BEANCOUNTERS IN CHARGE

Accountants rule! Nowadays, income is just assumed to equate to human well-being, and what nonsensical activities are measured to reflect income! It will reportedly increase if, for example:
  • We build more jails (no matter what the levels of crime)
  • More people are hurt or killed in car accidents (which results in a sort of economic activity)
  • A priceless forest is clear-felled thus "creating jobs"
And what wealth is being ignored? - our storehouse of minerals, oil, topsoil, ozone shield, fish, forests, biodiversity, clean air and water, urban parkland, stable climate etc. The consequence is that our highly-paid professional statisticians and economists tell us that we're achieving (their calculation of) positive economic growth while completely ignoring how such natural resources might be plundered on a wholly unsustainable basis. Geonomics would instead provide the statistical and qualitative data that would greatly assist us to better measure, guard and preserve our natural resources, as well as collecting resource rents from those to whom access to such resources has been granted. The very nature of Geonomics concerns itself with this sort of valuation and resource rental. That is why so many robber barons fought to suppress Henry George's work, supplanting Geonomics with conventional, academically driven economics.

FUDGED FIGURES

Many of us are aware of how unemployment figures are fudged to understate real levels of unemployment and underemployment. Deliberate falsifications also occur with that other important economic indicator, the Consumer Price Index (CPI). In 1998 the federal government directed the Australian Bureau of Statistics to remove three very significant components of the CPI that had been escalating alarmingly, namely:
  • Consumer credit charges
  • Mortgage interest charges
  • The cost of the land component of new home purchases
So if you think you're working harder but getting less for your efforts, don't swallow government claims to the contrary! One important indicator that cannot be fudged is the rarely-publicised, declining percentage of Australian homeowners.

A NATURAL PARTNERSHIP

Geonomics can work hand-in-glove with some excellent alternative indexes of well-being, most notably the GPI (Genuine Progress Indicator). This seeks to take into account the level and health of our natural resources as well as qualitative factors such as health of the population, crime rate, quality of education, drug dependency, cultural integrity and/or diversity, artistic accomplishment, and so on. Up until now, our statisticians have applied a rule that says, "If it hasn't got a $ sign in front of it, we can't measure it" (and therefore, for all intents and purposes, it does not exist).

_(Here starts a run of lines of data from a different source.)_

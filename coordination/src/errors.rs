//! Error taxonomy for the turn-taking and refinement protocols.
//!
//! Every error raised by this crate is a [`CoordinationError`]. The core never
//! retries anything itself; callers that want a retry policy can query
//! [`CoordinationError::retry_category`] instead of matching on messages.
//!
//! | Variant                    | Category     | Raised before any generation call? |
//! |----------------------------|--------------|------------------------------------|
//! | `GenerationFailure`        | Transient    | no                                 |
//! | `InsufficientParticipants` | Precondition | yes                                |
//! | `MissingCapability`        | Precondition | yes                                |
//! | `Sink`                     | Io           | n/a                                |
//! | `Configuration`            | Precondition | yes                                |

use std::fmt;

use thiserror::Error;

use crate::agent::Capability;

/// Coarse classification used by callers deciding whether to retry.
#[derive(Debug, Clone, Copy, PartialEq, Eq)]
pub enum RetryCategory {
    /// Backend error or unusable output; the same call may succeed later.
    Transient,
    /// The session was set up wrong (roster, config); retrying cannot help.
    Precondition,
    /// Writing an artifact failed.
    Io,
}

impl RetryCategory {
    pub fn is_retriable(self) -> bool {
        matches!(self, Self::Transient | Self::Io)
    }
}

impl fmt::Display for RetryCategory {
    fn fmt(&self, f: &mut fmt::Formatter<'_>) -> fmt::Result {
        match self {
            Self::Transient => write!(f, "transient"),
            Self::Precondition => write!(f, "precondition"),
            Self::Io => write!(f, "io"),
        }
    }
}

/// Unified error type for agents, dialogue sessions and refinement loops.
#[derive(Debug, Error)]
pub enum CoordinationError {
    /// The backend errored or returned nothing usable for this agent's prompt.
    #[error("Generation failure for {agent}: {reason}")]
    GenerationFailure { agent: String, reason: String },

    /// Not enough writer-capable agents to hold a dialogue.
    #[error("Insufficient participants: need at least {required} writers, found {found}")]
    InsufficientParticipants { required: usize, found: usize },

    /// An operation needs an agent with a capability the roster does not have.
    #[error("Missing capability: no agent can act as {0}")]
    MissingCapability(Capability),

    /// An artifact sink rejected a write.
    #[error("Sink failure [{name}]: {reason}")]
    Sink { name: String, reason: String },

    /// Session parameters are invalid.
    #[error("Configuration error: {0}")]
    Configuration(String),
}

impl CoordinationError {
    pub fn retry_category(&self) -> RetryCategory {
        match self {
            Self::GenerationFailure { .. } => RetryCategory::Transient,
            Self::InsufficientParticipants { .. }
            | Self::MissingCapability(_)
            | Self::Configuration(_) => RetryCategory::Precondition,
            Self::Sink { .. } => RetryCategory::Io,
        }
    }

    pub fn is_retriable(&self) -> bool {
        self.retry_category().is_retriable()
    }

    /// Build a `GenerationFailure` conveniently.
    pub fn generation(agent: impl Into<String>, reason: impl fmt::Display) -> Self {
        Self::GenerationFailure {
            agent: agent.into(),
            reason: reason.to_string(),
        }
    }

    /// Build a `Sink` failure conveniently.
    pub fn sink(name: impl Into<String>, reason: impl fmt::Display) -> Self {
        Self::Sink {
            name: name.into(),
            reason: reason.to_string(),
        }
    }
}
//! Write targets for transcripts and artifacts.
//!
//! Sinks are keyed by a name derived from the session (topic, agent name,
//! artifact kind). `write` replaces whatever the name held before; `append`
//! adds to it. Dialogue transcripts are written once at the end of a session,
//! refinement iterations are appended one at a time.

use std::collections::BTreeMap;
use std::sync::Mutex;

use async_trait::async_trait;

use crate::errors::CoordinationError;

#[async_trait]
pub trait ArtifactSink: Send + Sync {
    /// Replace the contents stored under `name`.
    async fn write(&self, name: &str, content: &str) -> Result<(), CoordinationError>;

    /// Add `content` after whatever is stored under `name`.
    async fn append(&self, name: &str, content: &str) -> Result<(), CoordinationError>;
}

/// In-memory sink, mostly for tests and dry runs.
#[derive(Debug, Default)]
pub struct MemorySink {
    artifacts: Mutex<BTreeMap<String, String>>,
}

impl MemorySink {
    pub fn new() -> Self {
        Self::default()
    }

    pub fn get(&self, name: &str) -> Option<String> {
        self.lock().get(name).cloned()
    }

    pub fn names(&self) -> Vec<String> {
        self.lock().keys().cloned().collect()
    }

    fn lock(&self) -> std::sync::MutexGuard<'_, BTreeMap<String, String>> {
        // A poisoned map still holds valid strings.
        self.artifacts
            .lock()
            .unwrap_or_else(|poisoned| poisoned.into_inner())
    }
}

#[async_trait]
impl ArtifactSink for MemorySink {
    async fn write(&self, name: &str, content: &str) -> Result<(), CoordinationError> {
        self.lock().insert(name.to_string(), content.to_string());
        Ok(())
    }

    async fn append(&self, name: &str, content: &str) -> Result<(), CoordinationError> {
        self.lock()
            .entry(name.to_string())
            .or_default()
            .push_str(content);
        Ok(())
    }
}
//! Error handling module for the upvote board backend.
//!
//! Every error kind maps to a callable status string and an HTTP status code.
//! The mapping lives in one table here so the transport boundary stays explicit.

use axum::{
    http::StatusCode,
    response::{IntoResponse, Response},
    Json,
};
use serde::{Deserialize, Serialize};

/// Callable status strings as constants to avoid stringly-typed errors.
pub mod codes {
    pub const UNAUTHENTICATED: &str = "UNAUTHENTICATED";
    pub const INVALID_ARGUMENT: &str = "INVALID_ARGUMENT";
    pub const FAILED_PRECONDITION: &str = "FAILED_PRECONDITION";
    pub const NOT_FOUND: &str = "NOT_FOUND";
    pub const ABORTED: &str = "ABORTED";
    pub const INTERNAL: &str = "INTERNAL";
}

/// Message shown to callers for failures whose details stay server-side.
const OPAQUE_MESSAGE: &str = "Internal error";

/// Application error type.
#[derive(Debug, Clone, PartialEq, Eq)]
pub enum AppError {
    /// No resolved caller identity
    Unauthenticated(String),
    /// Payload failed validation
    InvalidArgument(String),
    /// Operation not allowed in the current state (e.g. duplicate upvote)
    FailedPrecondition(String),
    /// Document not found
    NotFound(String),
    /// Optimistic concurrency retries exhausted
    Aborted(String),
    /// Database error
    Database(String),
    /// Internal server error
    Internal(String),
}

impl AppError {
    /// Get the HTTP status code for this error.
    pub fn status_code(&self) -> StatusCode {
        match self {
            AppError::Unauthenticated(_) => StatusCode::UNAUTHORIZED,
            AppError::InvalidArgument(_) => StatusCode::BAD_REQUEST,
            AppError::FailedPrecondition(_) => StatusCode::BAD_REQUEST,
            AppError::NotFound(_) => StatusCode::NOT_FOUND,
            AppError::Aborted(_) => StatusCode::CONFLICT,
            AppError::Database(_) => StatusCode::INTERNAL_SERVER_ERROR,
            AppError::Internal(_) => StatusCode::INTERNAL_SERVER_ERROR,
        }
    }

    /// Get the callable status string for this error.
    pub fn error_code(&self) -> &'static str {
        match self {
            AppError::Unauthenticated(_) => codes::UNAUTHENTICATED,
            AppError::InvalidArgument(_) => codes::INVALID_ARGUMENT,
            AppError::FailedPrecondition(_) => codes::FAILED_PRECONDITION,
            AppError::NotFound(_) => codes::NOT_FOUND,
            AppError::Aborted(_) => codes::ABORTED,
            AppError::Database(_) => codes::INTERNAL,
            AppError::Internal(_) => codes::INTERNAL,
        }
    }

    /// Get the error message.
    pub fn message(&self) -> String {
        match self {
            AppError::Unauthenticated(msg) => msg.clone(),
            AppError::InvalidArgument(msg) => msg.clone(),
            AppError::FailedPrecondition(msg) => msg.clone(),
            AppError::NotFound(msg) => msg.clone(),
            AppError::Aborted(msg) => msg.clone(),
            AppError::Database(msg) => msg.clone(),
            AppError::Internal(msg) => msg.clone(),
        }
    }

    /// Message safe to send over the wire. Store and internal failures are opaque.
    pub fn public_message(&self) -> String {
        match self {
            AppError::Database(_) | AppError::Internal(_) => OPAQUE_MESSAGE.to_string(),
            other => other.message(),
        }
    }

    /// Rebuild an error from a callable status string received over the wire.
    pub fn from_status(status: &str, message: impl Into<String>) -> Self {
        let message = message.into();
        match status {
            codes::UNAUTHENTICATED => AppError::Unauthenticated(message),
            codes::INVALID_ARGUMENT => AppError::InvalidArgument(message),
            codes::FAILED_PRECONDITION => AppError::FailedPrecondition(message),
            codes::NOT_FOUND => AppError::NotFound(message),
            codes::ABORTED => AppError::Aborted(message),
            _ => AppError::Internal(message),
        }
    }
}

impl std::fmt::Display for AppError {
    fn fmt(&self, f: &mut std::fmt::Formatter<'_>) -> std::fmt::Result {
        write!(f, "{}: {}", self.error_code(), self.message())
    }
}

impl std::error::Error for AppError {}

impl From<sqlx::Error> for AppError {
    fn from(err: sqlx::Error) -> Self {
        tracing::error!("Database error: {:?}", err);
        AppError::Database(format!("Database error: {}", err))
    }
}

impl From<serde_json::Error> for AppError {
    fn from(err: serde_json::Error) -> Self {
        tracing::error!("JSON error: {:?}", err);
        AppError::Internal(format!("JSON error: {}", err))
    }
}

impl From<reqwest::Error> for AppError {
    fn from(err: reqwest::Error) -> Self {
        tracing::error!("Transport error: {:?}", err);
        AppError::Internal(format!("Transport error: {}", err))
    }
}

/// Error details in the response envelope.
#[derive(Debug, Serialize, Deserialize)]
pub struct ErrorDetails {
    pub status: String,
    pub message: String,
}

/// Error response envelope.
#[derive(Debug, Serialize, Deserialize)]
pub struct ErrorResponse {
    pub error: ErrorDetails,
}

impl ErrorResponse {
    pub fn new(error: &AppError) -> Self {
        Self {
            error: ErrorDetails {
                status: error.error_code().to_string(),
                message: error.public_message(),
            },
        }
    }
}

impl IntoResponse for AppError {
    fn into_response(self) -> Response {
        let status = self.status_code();
        (status, Json(ErrorResponse::new(&self))).into_response()
    }
}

Is it any surprise that the GPI actually shows a decline in Australia and the USA over the last 30 years?

The failure to properly examine the nature of land has even led our bean counters astray with their captivating accounting standards. Accountants go to all sorts of lengths to count and properly value every last bean, but when it comes to land, guess what? Even though land is often the biggest balance sheet item, it is traditionally valued at "historical cost" (i.e. at the dollar figure for which the land was purchased). There are few legal requirements to perform regular revaluations of land, which often results in a grossly understated reporting of a company's net worth. For those with inside knowledge, this practice presents them with exclusive information on which they can capitalise (at others' expense) in share trading. Of course, such valuation problems could not exist with Geonomics.

"Economists are people who work with numbers but don't have the personality to be accountants."

LOCAL AND GLOBAL GEONOMICS

"The meek shall inherit the earth - but not the mineral rights." - Jean Paul Getty (1892 - 1976), billionaire oil tycoon

Rather than requiring a highly centralised body overseeing the collection of LVT and resource revenue, Geonomics proposes to devolve power to a range of relevant authorities at different levels of government.
  • LOCAL Local governments are ideally positioned to collect LVT on sites for homes, businesses and farmland surface land values. In Australia and many other places council already levy rates. However the rates collected today are minimal, are usually based on land and improvements, and have all sorts of flaws such as fixed charges, maximum or minimum thresholds, and exemptions. In immediate financial terms alone, the vast majority of ratepayers would benefit from LVT, the exceptions being speculators and businesses which waste valuable expanses of land (such as sprawling car yards and derelict factories on prime real estate).
  • REGIONAL State governments are best constituted to collect user fees for forestry and water resources.
  • NATIONAL The federal government is in the best position to collect user fees for fish caught in national waters, oil and mineral resources.
  • GLOBAL We mentioned a possible role of a Global Resource Agency in equalising natural advantages between nations, but there's a much more achievable role this body could take in collecting user fees from our transnational commons. This includes site fees for satellites placed in geostationary orbits, royalties on minerals mined in international waters or the Antarctic, royalties on fish caught in international waters, and for use of the electromagnetic spectrum.
Many taxes or fees based on the polluter-pays principle would clearly fall within the province of the Global Resource Agency. Here significant global revenue sources could, for example, be levied on aviation fuel, international shipping, and dumping at sea (where that would still be allowed). These could all be construed as site and resource rents in the broad sense of those terms. If a polluter is dumping into a river for example, and thereby rendering x million cubic metres of water nonpotable, he would be charged a rental value for that resource usually equivalent to the cost of returning the water to a potable state. Such a charge will soon force polluters to look for cleaner production processes or be forced out of business by such punitive site and resource rents.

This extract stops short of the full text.